=== The problem ===
Filter these entries down to lines holding "KeepClosedFirmly".

Start of Block

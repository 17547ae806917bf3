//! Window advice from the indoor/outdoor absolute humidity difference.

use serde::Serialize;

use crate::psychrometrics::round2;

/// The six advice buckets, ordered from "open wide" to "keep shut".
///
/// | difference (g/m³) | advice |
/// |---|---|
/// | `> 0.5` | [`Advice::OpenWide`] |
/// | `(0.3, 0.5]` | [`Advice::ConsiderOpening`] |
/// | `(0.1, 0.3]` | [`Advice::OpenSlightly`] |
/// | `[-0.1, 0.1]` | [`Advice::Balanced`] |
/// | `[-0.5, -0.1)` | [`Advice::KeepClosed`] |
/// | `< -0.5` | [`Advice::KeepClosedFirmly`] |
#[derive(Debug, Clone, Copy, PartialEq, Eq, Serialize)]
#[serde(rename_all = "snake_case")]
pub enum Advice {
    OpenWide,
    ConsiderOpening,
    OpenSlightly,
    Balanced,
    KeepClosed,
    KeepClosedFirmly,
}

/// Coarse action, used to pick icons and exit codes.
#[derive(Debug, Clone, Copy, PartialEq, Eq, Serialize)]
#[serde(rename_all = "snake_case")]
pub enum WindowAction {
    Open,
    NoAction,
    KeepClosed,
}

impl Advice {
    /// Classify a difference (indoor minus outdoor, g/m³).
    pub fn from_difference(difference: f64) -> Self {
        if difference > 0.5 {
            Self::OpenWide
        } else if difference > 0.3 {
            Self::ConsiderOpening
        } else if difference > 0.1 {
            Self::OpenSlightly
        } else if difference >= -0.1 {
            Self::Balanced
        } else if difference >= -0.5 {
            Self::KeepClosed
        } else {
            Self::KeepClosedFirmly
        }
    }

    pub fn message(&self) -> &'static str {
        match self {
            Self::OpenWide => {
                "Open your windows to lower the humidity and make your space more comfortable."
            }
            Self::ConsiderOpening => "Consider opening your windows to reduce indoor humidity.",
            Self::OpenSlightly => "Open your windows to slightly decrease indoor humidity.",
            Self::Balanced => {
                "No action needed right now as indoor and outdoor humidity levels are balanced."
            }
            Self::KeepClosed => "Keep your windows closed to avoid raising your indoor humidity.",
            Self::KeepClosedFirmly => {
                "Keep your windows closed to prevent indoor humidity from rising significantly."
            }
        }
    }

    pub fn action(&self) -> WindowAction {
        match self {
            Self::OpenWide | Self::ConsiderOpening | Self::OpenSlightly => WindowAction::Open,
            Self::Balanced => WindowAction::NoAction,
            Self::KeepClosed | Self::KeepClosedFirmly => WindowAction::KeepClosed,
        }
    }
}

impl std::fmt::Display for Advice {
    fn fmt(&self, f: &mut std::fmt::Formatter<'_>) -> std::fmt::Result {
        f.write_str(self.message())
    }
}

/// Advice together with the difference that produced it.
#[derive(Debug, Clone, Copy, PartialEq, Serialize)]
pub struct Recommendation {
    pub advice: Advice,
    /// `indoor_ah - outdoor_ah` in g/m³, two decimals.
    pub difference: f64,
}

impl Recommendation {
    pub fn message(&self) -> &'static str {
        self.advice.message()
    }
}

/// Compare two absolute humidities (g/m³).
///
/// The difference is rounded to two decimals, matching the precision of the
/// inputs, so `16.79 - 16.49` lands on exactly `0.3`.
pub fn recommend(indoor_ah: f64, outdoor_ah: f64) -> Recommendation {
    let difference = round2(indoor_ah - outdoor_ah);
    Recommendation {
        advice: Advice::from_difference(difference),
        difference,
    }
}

End of Block

=== Result for this task ===
/// | `< -0.5` | [`Advice::KeepClosedFirmly`] |
    KeepClosedFirmly,
            Self::KeepClosedFirmly
            Self::KeepClosedFirmly => {
            Self::KeepClosed | Self::KeepClosedFirmly => WindowAction::KeepClosed,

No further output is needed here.